#### EXERCISE REQUIREMENTS:
Your answer is every line of the material below in which the string "settings" occurs.

#### DATA EXTRACT:
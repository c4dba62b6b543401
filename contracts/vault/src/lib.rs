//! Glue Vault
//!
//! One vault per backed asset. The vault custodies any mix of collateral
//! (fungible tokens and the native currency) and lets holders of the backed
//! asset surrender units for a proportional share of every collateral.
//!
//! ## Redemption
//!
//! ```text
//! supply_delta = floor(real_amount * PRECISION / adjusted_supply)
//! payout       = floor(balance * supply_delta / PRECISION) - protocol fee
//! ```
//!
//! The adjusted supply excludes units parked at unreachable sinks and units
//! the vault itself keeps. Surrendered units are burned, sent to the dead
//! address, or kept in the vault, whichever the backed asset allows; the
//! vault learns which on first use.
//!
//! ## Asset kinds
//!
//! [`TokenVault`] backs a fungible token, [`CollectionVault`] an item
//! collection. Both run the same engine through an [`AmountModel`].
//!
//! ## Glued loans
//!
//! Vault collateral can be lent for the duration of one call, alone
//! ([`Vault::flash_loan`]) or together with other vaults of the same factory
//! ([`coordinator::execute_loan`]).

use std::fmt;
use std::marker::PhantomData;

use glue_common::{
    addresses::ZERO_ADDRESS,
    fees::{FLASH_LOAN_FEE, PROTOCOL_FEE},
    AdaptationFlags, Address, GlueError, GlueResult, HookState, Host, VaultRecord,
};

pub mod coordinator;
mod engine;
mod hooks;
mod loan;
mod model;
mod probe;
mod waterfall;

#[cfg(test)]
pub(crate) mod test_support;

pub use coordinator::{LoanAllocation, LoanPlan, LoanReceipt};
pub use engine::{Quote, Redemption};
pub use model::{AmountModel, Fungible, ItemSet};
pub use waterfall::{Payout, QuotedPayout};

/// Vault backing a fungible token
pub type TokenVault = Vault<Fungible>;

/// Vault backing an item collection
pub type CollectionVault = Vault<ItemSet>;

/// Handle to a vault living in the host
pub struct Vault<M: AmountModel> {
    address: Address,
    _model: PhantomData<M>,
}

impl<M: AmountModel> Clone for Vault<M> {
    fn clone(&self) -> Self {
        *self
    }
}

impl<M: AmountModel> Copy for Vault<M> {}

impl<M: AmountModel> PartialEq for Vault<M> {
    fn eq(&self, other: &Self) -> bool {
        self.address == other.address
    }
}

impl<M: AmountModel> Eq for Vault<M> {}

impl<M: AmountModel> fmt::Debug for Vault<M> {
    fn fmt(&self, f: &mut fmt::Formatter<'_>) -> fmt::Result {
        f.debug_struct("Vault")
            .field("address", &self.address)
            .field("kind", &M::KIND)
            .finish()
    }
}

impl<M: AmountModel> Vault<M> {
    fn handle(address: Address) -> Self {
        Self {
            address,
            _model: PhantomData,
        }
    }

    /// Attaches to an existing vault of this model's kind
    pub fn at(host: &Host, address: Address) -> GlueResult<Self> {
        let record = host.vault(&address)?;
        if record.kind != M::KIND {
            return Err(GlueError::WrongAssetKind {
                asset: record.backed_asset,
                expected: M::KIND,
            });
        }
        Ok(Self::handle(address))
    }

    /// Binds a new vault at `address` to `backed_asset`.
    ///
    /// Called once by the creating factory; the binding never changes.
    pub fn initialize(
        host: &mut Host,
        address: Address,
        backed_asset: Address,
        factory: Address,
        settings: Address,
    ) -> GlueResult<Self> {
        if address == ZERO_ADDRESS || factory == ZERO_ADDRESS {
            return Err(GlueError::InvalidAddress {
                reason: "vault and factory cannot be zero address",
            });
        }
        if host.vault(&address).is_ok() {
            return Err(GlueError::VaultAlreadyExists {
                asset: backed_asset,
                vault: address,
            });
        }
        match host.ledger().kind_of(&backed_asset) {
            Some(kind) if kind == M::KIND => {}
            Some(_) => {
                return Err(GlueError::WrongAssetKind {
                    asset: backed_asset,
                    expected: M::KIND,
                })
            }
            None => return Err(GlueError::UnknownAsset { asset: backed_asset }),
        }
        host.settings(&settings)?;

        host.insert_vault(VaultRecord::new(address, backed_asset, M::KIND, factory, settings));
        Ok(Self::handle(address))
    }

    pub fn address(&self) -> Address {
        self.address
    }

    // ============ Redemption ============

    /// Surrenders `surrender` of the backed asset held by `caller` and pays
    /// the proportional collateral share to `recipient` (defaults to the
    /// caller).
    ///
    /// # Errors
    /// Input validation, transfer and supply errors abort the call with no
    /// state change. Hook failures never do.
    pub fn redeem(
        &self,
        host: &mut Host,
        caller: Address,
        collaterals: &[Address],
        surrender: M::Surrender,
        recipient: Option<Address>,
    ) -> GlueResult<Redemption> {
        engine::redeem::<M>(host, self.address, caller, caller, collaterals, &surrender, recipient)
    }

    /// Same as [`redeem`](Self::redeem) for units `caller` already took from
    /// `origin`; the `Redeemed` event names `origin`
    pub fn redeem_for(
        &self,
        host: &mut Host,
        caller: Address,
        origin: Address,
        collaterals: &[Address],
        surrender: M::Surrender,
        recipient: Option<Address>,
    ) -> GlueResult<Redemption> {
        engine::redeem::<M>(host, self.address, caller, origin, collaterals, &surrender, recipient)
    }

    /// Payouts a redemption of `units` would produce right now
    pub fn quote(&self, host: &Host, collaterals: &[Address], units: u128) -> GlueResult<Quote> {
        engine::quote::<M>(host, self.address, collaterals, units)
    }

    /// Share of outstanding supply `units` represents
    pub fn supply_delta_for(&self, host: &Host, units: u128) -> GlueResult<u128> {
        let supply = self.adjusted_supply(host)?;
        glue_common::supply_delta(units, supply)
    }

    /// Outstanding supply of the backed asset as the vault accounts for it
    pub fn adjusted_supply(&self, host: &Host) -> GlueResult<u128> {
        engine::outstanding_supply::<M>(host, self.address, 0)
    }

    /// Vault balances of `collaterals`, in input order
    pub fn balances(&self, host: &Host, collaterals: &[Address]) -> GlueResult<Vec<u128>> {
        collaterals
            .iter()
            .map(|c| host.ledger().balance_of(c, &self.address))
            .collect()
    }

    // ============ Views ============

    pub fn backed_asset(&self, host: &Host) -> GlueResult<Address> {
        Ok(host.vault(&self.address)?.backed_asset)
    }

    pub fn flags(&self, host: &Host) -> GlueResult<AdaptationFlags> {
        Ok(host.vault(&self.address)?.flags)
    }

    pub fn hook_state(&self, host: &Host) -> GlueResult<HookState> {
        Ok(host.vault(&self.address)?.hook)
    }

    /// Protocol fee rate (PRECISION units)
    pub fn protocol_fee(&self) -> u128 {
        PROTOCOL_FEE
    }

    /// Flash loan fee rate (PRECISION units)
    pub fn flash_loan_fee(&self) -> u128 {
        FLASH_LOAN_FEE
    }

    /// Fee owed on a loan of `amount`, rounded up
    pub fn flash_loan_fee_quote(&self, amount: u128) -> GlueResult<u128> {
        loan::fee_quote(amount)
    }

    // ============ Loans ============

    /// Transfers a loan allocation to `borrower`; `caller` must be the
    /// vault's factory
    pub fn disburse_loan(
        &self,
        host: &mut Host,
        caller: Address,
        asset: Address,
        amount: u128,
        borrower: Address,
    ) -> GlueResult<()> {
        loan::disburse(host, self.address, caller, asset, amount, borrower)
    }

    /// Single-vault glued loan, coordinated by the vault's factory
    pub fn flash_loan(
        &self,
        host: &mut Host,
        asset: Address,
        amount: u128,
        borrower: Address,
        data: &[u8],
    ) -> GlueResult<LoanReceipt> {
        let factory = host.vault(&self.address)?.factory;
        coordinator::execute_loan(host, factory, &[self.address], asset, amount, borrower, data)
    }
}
==
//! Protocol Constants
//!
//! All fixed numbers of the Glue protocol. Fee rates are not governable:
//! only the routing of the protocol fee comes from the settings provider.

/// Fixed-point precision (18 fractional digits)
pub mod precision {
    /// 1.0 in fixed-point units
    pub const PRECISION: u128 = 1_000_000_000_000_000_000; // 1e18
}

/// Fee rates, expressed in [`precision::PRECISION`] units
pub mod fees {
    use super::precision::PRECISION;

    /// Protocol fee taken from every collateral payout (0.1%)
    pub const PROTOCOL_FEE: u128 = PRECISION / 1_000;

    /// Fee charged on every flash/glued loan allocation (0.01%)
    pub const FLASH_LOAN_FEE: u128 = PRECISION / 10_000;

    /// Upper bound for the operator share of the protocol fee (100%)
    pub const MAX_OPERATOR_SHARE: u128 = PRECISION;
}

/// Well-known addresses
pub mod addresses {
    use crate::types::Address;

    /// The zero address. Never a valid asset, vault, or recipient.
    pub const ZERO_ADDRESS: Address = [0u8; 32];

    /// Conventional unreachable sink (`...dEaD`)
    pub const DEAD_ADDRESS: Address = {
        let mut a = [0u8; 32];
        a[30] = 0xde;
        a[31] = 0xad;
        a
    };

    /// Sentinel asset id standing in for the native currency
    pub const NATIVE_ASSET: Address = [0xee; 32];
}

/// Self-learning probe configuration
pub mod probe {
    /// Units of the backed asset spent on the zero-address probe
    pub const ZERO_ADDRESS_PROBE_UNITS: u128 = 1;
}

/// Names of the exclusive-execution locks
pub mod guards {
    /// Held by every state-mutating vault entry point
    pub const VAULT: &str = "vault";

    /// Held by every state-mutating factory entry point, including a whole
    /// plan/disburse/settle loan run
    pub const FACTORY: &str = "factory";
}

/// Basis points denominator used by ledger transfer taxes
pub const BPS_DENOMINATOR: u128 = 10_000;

#### OUTPUT FOR THIS TASK:
        settings: Address,
        host.settings(&settings)?;
        host.insert_vault(VaultRecord::new(address, backed_asset, M::KIND, factory, settings));
//! only the routing of the protocol fee comes from the settings provider.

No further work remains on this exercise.